Researchers looked at patients who tested negative on the day of or the day after admission, then tested positive six or more days later. They chose that timeframe to try to exclude patients who may have entered the hospital already positive for COVID-19.
Two research teams worked independently on the analysis before arriving to the same conclusion: Even at COVID-19's peak in late 2020 — before the highly infectious omicron variant sent cases skyrocketing once again late 2021 — only about 1.8% of patients, equating to about 172 individual patients, acquired COVID-19 during a hospital stay the week of Dec. 6.
Researchers noted there is some uncertainty to their findings. The number of in-facility COVID-19 contractions could be an overcount, as the COVID-19 test at admission could be a false negative; or an undercount, as some patients could have been discharged before they tested positive for COVID-19 contracted at the hospital.
Though the weekly rate of hospital-developed COVID-19 compared to total coronavirus hospitalizations is low, it paints a different picture when compounded to the full scope of the pandemic, growing in both volume and severity.
The Centers for Disease Control and Prevention, along with federal and state agencies, has issued guidelines for hospitals to follow to avoid accidentally transmitting COVID-19 from patient to patient. And major U.S. hospitals have also strongly encouraged their workers to get vaccinated, especially following a Biden administration mandate that all staff working in facilities that accept Medicare and Medicaid funding be vaccinated in the first quarter of this year.
Despite those measures, analyses of in-facility transmission suggest hospitals have more work to do to cut down on in-facility transmission, which can be a factor in the life or death of an inpatient.
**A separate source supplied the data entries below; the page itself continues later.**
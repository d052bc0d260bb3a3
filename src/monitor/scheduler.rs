//! Serialized polling loop
//!
//! One logical cycle runs to completion before the next is considered.
//! Intraday checks ride a skip-on-miss interval; the close-to-close check
//! runs at a fixed daily checkpoint from a cron schedule. The loop exits on
//! operator signal or as soon as the terminal state is observed.

use std::str::FromStr;
use std::time::Duration;

use cron::Schedule;
use tokio::time::MissedTickBehavior;
use tracing::{error, info, warn};

use crate::common::errors::{AlerterError, Result};
use crate::config::types::AppSettings;
use crate::monitor::cycle::{CycleOutcome, Monitor};

/// Which check a scheduler iteration is running
#[derive(Debug, Clone, Copy, PartialEq, Eq)]
enum CycleKind {
    Intraday,
    DailyClose,
}

/// Runs the monitor on a fixed cadence plus a daily checkpoint
pub struct Scheduler {
    monitor: Monitor,
    poll_interval: Duration,
    daily_schedule: Schedule,
}

impl Scheduler {
    pub fn new(monitor: Monitor, settings: &AppSettings) -> Result<Self> {
        let daily_schedule = Schedule::from_str(&settings.daily_close_cron).map_err(|e| {
            AlerterError::Configuration(format!(
                "invalid daily close cron '{}': {}",
                settings.daily_close_cron, e
            ))
        })?;

        Ok(Self {
            monitor,
            poll_interval: Duration::from_secs(settings.check_interval_seconds.max(1)),
            daily_schedule,
        })
    }

    /// Sleep duration until the next daily checkpoint
    fn until_next_checkpoint(&self) -> Duration {
        match self.daily_schedule.upcoming(chrono::Utc).next() {
            Some(next) => (next - chrono::Utc::now())
                .to_std()
                .unwrap_or(Duration::ZERO),
            // A recurring schedule always has an upcoming tick; fall back to
            // re-checking in an hour rather than busy-looping
            None => Duration::from_secs(3600),
        }
    }

    async fn run_cycle(&mut self, kind: CycleKind) {
        let result = match kind {
            CycleKind::Intraday => self.monitor.run_intraday_cycle().await,
            CycleKind::DailyClose => self.monitor.run_daily_close_cycle().await,
        };

        match result {
            Ok(CycleOutcome::Fired(record)) => {
                info!(
                    sequence = record.sequence_number,
                    classification = %record.classification,
                    "cycle fired a trigger"
                );
            }
            Ok(_) => {}
            Err(err) if err.is_transient() => {
                warn!(?kind, error = %err, "transient fetch error, retrying next tick");
            }
            Err(err) => {
                error!(?kind, error = %err, "cycle aborted");
            }
        }
    }

    /// Run until all triggers have fired or the operator interrupts.
    ///
    /// Cycles are serialized by construction: each `select!` arm awaits its
    /// cycle to completion before the loop comes back around, so no two
    /// cycles ever mutate state concurrently.
    pub async fn run(mut self) -> Result<()> {
        let mut ticker = tokio::time::interval(self.poll_interval);
        ticker.set_missed_tick_behavior(MissedTickBehavior::Skip);

        info!(
            poll_interval_seconds = self.poll_interval.as_secs(),
            "scheduler started; daily close check per cron schedule"
        );

        loop {
            if self.monitor.is_complete() {
                info!("all triggers complete, shutting down");
                break;
            }

            let checkpoint = tokio::time::sleep(self.until_next_checkpoint());

            tokio::select! {
                _ = ticker.tick() => {
                    self.run_cycle(CycleKind::Intraday).await;
                }
                _ = checkpoint => {
                    self.run_cycle(CycleKind::DailyClose).await;
                }
                _ = tokio::signal::ctrl_c() => {
                    info!("received shutdown signal, cleaning up...");
                    break;
                }
            }
        }

        Ok(())
    }
}

#[cfg(test)]
mod tests {
    use super::*;

    #[test]
    fn default_cron_parses_and_targets_00_05() {
        let settings = AppSettings::default();
        let schedule = Schedule::from_str(&settings.daily_close_cron).unwrap();
        let next = schedule.upcoming(chrono::Utc).next().unwrap();
        assert_eq!(next.format("%H:%M:%S").to_string(), "00:05:00");
    }

    #[test]
    fn bad_cron_is_a_configuration_error() {
        let settings = AppSettings {
            daily_close_cron: "not a cron".to_string(),
            ..Default::default()
        };
        // Scheduler::new needs a monitor; validate the expression directly
        let parsed = Schedule::from_str(&settings.daily_close_cron);
        assert!(parsed.is_err());
    }
}
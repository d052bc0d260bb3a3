//! Trigger state machine
//!
//! The core of the alerter. Three pieces with sharp boundaries:
//!
//! - [`TriggerEvaluator`]: pure decision function — given an observation,
//!   a baseline close and the persisted state, does a new trigger fire?
//! - [`TriggerExecutor`]: applies a fire decision — counts it, appends the
//!   audit record, persists, then notifies. Persist-before-notify is the
//!   durability guarantee.
//! - [`StateStore`]: loads and saves [`TriggerState`] as one atomic unit.
//!
//! Invariants held after every successful write: `trigger_count` equals the
//! history length, at most one record per UTC date, sequence numbers run
//! 1..=N, and a count at the maximum is terminal.

mod evaluator;
mod executor;
mod store;
mod types;

pub use evaluator::TriggerEvaluator;
pub use executor::TriggerExecutor;
pub use store::{JsonStateStore, StateStore};
pub use types::{
    Classification, Evaluation, FireDecision, NoFireReason, TriggerRecord, TriggerState,
};
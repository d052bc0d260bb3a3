//! Durable trigger state storage
//!
//! The state is one JSON document. Saves go through a temp file and an
//! atomic rename so a crashed write never leaves a half-written document
//! for the next load to trip over.

use std::fs;
use std::path::{Path, PathBuf};

use tracing::{debug, warn};

use crate::common::errors::Result;
use crate::trigger::types::TriggerState;

/// Load/save the trigger state as a single atomic unit
pub trait StateStore: Send + Sync {
    /// Returns the persisted state, or a zero-valued default if none exists
    fn load(&self) -> Result<TriggerState>;

    /// Persist the full state; all-or-nothing from the caller's perspective
    fn save(&self, state: &TriggerState) -> Result<()>;
}

/// File-backed JSON implementation of [`StateStore`]
#[derive(Debug, Clone)]
pub struct JsonStateStore {
    path: PathBuf,
}

impl JsonStateStore {
    pub fn new(path: impl Into<PathBuf>) -> Self {
        Self { path: path.into() }
    }

    pub fn path(&self) -> &Path {
        &self.path
    }

    fn temp_path(&self) -> PathBuf {
        let mut name = self.path.as_os_str().to_os_string();
        name.push(".tmp");
        PathBuf::from(name)
    }
}

impl StateStore for JsonStateStore {
    fn load(&self) -> Result<TriggerState> {
        if !self.path.exists() {
            debug!(path = %self.path.display(), "no state file yet, starting fresh");
            return Ok(TriggerState::default());
        }

        let content = fs::read_to_string(&self.path)?;
        match serde_json::from_str(&content) {
            Ok(state) => Ok(state),
            Err(err) => {
                // An unreadable file means progress is lost; a fresh start is
                // the documented behavior, not an abort.
                warn!(
                    path = %self.path.display(),
                    error = %err,
                    "state file unreadable, starting fresh"
                );
                Ok(TriggerState::default())
            }
        }
    }

    fn save(&self, state: &TriggerState) -> Result<()> {
        if let Some(parent) = self.path.parent() {
            if !parent.as_os_str().is_empty() {
                fs::create_dir_all(parent)?;
            }
        }

        let json = serde_json::to_string_pretty(state)?;
        let tmp = self.temp_path();
        fs::write(&tmp, json)?;
        fs::rename(&tmp, &self.path)?;
        debug!(
            path = %self.path.display(),
            trigger_count = state.trigger_count,
            "state persisted"
        );
        Ok(())
    }
}
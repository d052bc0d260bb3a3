//! Notification module - renders and delivers trigger messages
//!
//! The notifier is a collaborator of the trigger executor: by the time it
//! runs, the trigger is already committed. A failed delivery is logged and
//! surfaced, never allowed to corrupt the persisted state.

pub mod email;
pub mod render;

use async_trait::async_trait;

use crate::common::errors::Result;
use crate::trigger::TriggerRecord;

/// Sink for trigger notifications
#[async_trait]
pub trait Notifier: Send + Sync {
    /// Deliver the messages for one fired trigger
    async fn notify(&self, record: &TriggerRecord) -> Result<()>;

    /// Deliver the one-time completion summary once all triggers have fired
    async fn notify_completion(&self, history: &[TriggerRecord]) -> Result<()>;
}

pub use email::HttpEmailNotifier;
pub use render::Message;
//! Configuration module - file + environment layered over defaults

pub mod loader;
pub mod types;

pub use loader::load_config;
pub use types::AppConfig;
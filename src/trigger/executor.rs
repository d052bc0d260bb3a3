//! Side-effect orchestration for fire decisions
//!
//! The executor turns a [`FireDecision`] into a committed trigger: count,
//! record, dedup date and history are built as one candidate state and
//! persisted before any notification goes out. A crash between the save and
//! the send loses at most the notification, never the count.

use std::sync::Arc;

use tracing::{error, info, warn};

use crate::common::clock::Clock;
use crate::common::errors::Result;
use crate::notify::Notifier;
use crate::trigger::store::StateStore;
use crate::trigger::types::{FireDecision, TriggerRecord, TriggerState};

/// Applies the side effects of a fire decision atomically with respect to
/// the persisted state
pub struct TriggerExecutor {
    store: Arc<dyn StateStore>,
    notifier: Arc<dyn Notifier>,
    clock: Arc<dyn Clock>,
    max_triggers: u32,
}

impl TriggerExecutor {
    pub fn new(
        store: Arc<dyn StateStore>,
        notifier: Arc<dyn Notifier>,
        clock: Arc<dyn Clock>,
        max_triggers: u32,
    ) -> Self {
        Self {
            store,
            notifier,
            clock,
            max_triggers,
        }
    }

    /// Commit a fire decision and send its notifications.
    ///
    /// On persistence failure the caller's state is left untouched and the
    /// error propagates; the next cycle retries from the last committed
    /// state. Notification failures are logged and surfaced through the
    /// return value of the notifier only — the trigger has already happened.
    pub async fn execute(
        &self,
        state: &mut TriggerState,
        decision: FireDecision,
    ) -> Result<TriggerRecord> {
        let fired_at = self.clock.now();
        let fired_date = fired_at.date_naive();

        let mut next = state.clone();
        next.trigger_count += 1;
        let record = TriggerRecord {
            sequence_number: next.trigger_count,
            fired_at,
            fired_date,
            observed_price: decision.observed_price,
            reference_close: decision.reference_close,
            drop_percent: decision.drop_percent,
            classification: decision.classification,
        };
        next.trigger_history.push(record.clone());
        next.last_trigger_date = Some(fired_date);

        // Durability first: the trigger exists once this write lands
        self.store.save(&next)?;
        *state = next;

        info!(
            sequence = record.sequence_number,
            max = self.max_triggers,
            classification = %record.classification,
            price = %record.observed_price,
            reference = %record.reference_close,
            drop_percent = %record.drop_percent,
            "trigger fired"
        );

        if let Err(err) = self.notifier.notify(&record).await {
            warn!(
                sequence = record.sequence_number,
                error = %err,
                "trigger notification failed; state is committed, operator re-send required"
            );
        }

        if state.trigger_count == self.max_triggers {
            info!(
                max = self.max_triggers,
                "all triggers complete, monitoring will stop"
            );
            if let Err(err) = self.notifier.notify_completion(&state.trigger_history).await {
                error!(error = %err, "completion notification failed");
            }
        }

        Ok(record)
    }
}
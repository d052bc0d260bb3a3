//! Dip Alerter - Main Entry Point
//!
//! Watches one asset's price feed and fires a bounded sequence of buy-order
//! notifications on threshold drops, resuming from persisted state across
//! restarts.

use std::path::PathBuf;
use std::sync::Arc;
use std::time::Duration;

use anyhow::Result;
use clap::{Parser, Subcommand};
use tracing::{info, Level};
use tracing_subscriber::FmtSubscriber;

use dip_alerter::config::load_config;
use dip_alerter::monitor::{CycleOutcome, Monitor, Scheduler};
use dip_alerter::{
    AppConfig, BinanceRestClient, HttpEmailNotifier, JsonStateStore, StateStore, SystemClock,
};

/// CLI arguments for the application
#[derive(Parser, Debug)]
#[command(author, version, about, long_about = None)]
struct Args {
    /// Path to configuration file
    #[arg(short, long, default_value = "config.toml")]
    config: String,

    /// Log level (trace, debug, info, warn, error)
    #[arg(long, default_value = "info")]
    log_level: String,

    /// Override the state file path from the configuration
    #[arg(long)]
    state_file: Option<PathBuf>,

    #[command(subcommand)]
    command: Option<Command>,
}

#[derive(Subcommand, Debug)]
enum Command {
    /// Run the monitoring loop (default)
    Run,
    /// Fire one manual trigger through the normal pipeline and exit
    TriggerNow,
    /// Print the persisted trigger state and exit
    Status,
}

#[tokio::main]
async fn main() -> Result<()> {
    // Parse command line arguments
    let args = Args::parse();

    // Initialize logging
    let level = match args.log_level.to_lowercase().as_str() {
        "trace" => Level::TRACE,
        "debug" => Level::DEBUG,
        "info" => Level::INFO,
        "warn" => Level::WARN,
        "error" => Level::ERROR,
        _ => Level::INFO,
    };

    let subscriber = FmtSubscriber::builder()
        .with_max_level(level)
        .with_target(true)
        .finish();

    tracing::subscriber::set_global_default(subscriber)?;

    // Load environment variables from .env file if present
    dotenvy::dotenv().ok();

    let mut config = load_config(Some(&args.config))?;
    if let Some(state_file) = args.state_file {
        config.settings.state_file = state_file;
    }

    info!("Starting dip-alerter");
    info!("Configuration file: {}", args.config);
    info!("State file: {}", config.settings.state_file.display());

    match args.command.unwrap_or(Command::Run) {
        Command::Status => print_status(&config),
        Command::TriggerNow => {
            let mut monitor = build_monitor(&config)?;
            match monitor.run_manual_trigger().await? {
                CycleOutcome::Fired(record) => {
                    println!(
                        "Trigger #{} fired ({}) at price {}",
                        record.sequence_number, record.classification, record.observed_price
                    );
                }
                CycleOutcome::NoFire(reason) => println!("Not fired: {}", reason),
                CycleOutcome::NotReady => println!("Not fired: no data to evaluate"),
            }
            Ok(())
        }
        Command::Run => {
            let monitor = build_monitor(&config)?;
            if monitor.is_complete() {
                info!("all triggers already completed, nothing to monitor");
                return Ok(());
            }
            let scheduler = Scheduler::new(monitor, &config.settings)?;
            scheduler.run().await?;
            Ok(())
        }
    }
}

fn build_monitor(config: &AppConfig) -> Result<Monitor> {
    let timeout = Duration::from_secs(config.settings.request_timeout_seconds);

    let price_source = Arc::new(BinanceRestClient::with_timeout(
        &config.binance.rest_url,
        &config.binance.symbol,
        timeout,
    )?);
    let notifier = Arc::new(HttpEmailNotifier::with_timeout(
        config.notify.clone(),
        config.allocations.clone(),
        config.strategy.max_triggers,
        timeout,
    )?);
    let clock = Arc::new(SystemClock);

    let monitor = Monitor::with_json_store(price_source, notifier, clock, config)?;
    Ok(monitor)
}

fn print_status(config: &AppConfig) -> Result<()> {
    let store = JsonStateStore::new(config.settings.state_file.clone());
    let state = store.load()?;
    let max = config.strategy.max_triggers;

    println!(
        "Triggers: {} of {} ({} remaining)",
        state.trigger_count,
        max,
        max.saturating_sub(state.trigger_count)
    );
    if let (Some(close), Some(date)) = (state.reference_close, state.reference_close_date) {
        println!("Reference close: {} ({})", close, date);
    }
    if let Some(date) = state.last_trigger_date {
        println!("Last trigger date: {}", date);
    }
    if !state.trigger_history.is_empty() {
        println!("History:");
        for record in &state.trigger_history {
            println!(
                "  #{:<3} {}  price {}  change {:.2}%  ({})",
                record.sequence_number,
                record.fired_date,
                record.observed_price,
                record.drop_percent,
                record.classification
            );
        }
    }
    Ok(())
}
In November, a Kaiser Health News analysis of federal and state records found more than 10,000 patients were diagnosed with COVID-19 in a U.S. hospital in 2020 after being admitted for an unrelated health need. That's at a rate of 1.7%, a touch lower than the highest rate found in the Epic analysis.
KHN stressed their rate of infection was also likely an undercount.
That data showed about 21% of the patients (who were mostly 65 and older) who contracted the virus in a hospital from April to September in 2020 died, compared to about 8% of other Medicare patients who died in a hospital in the same period.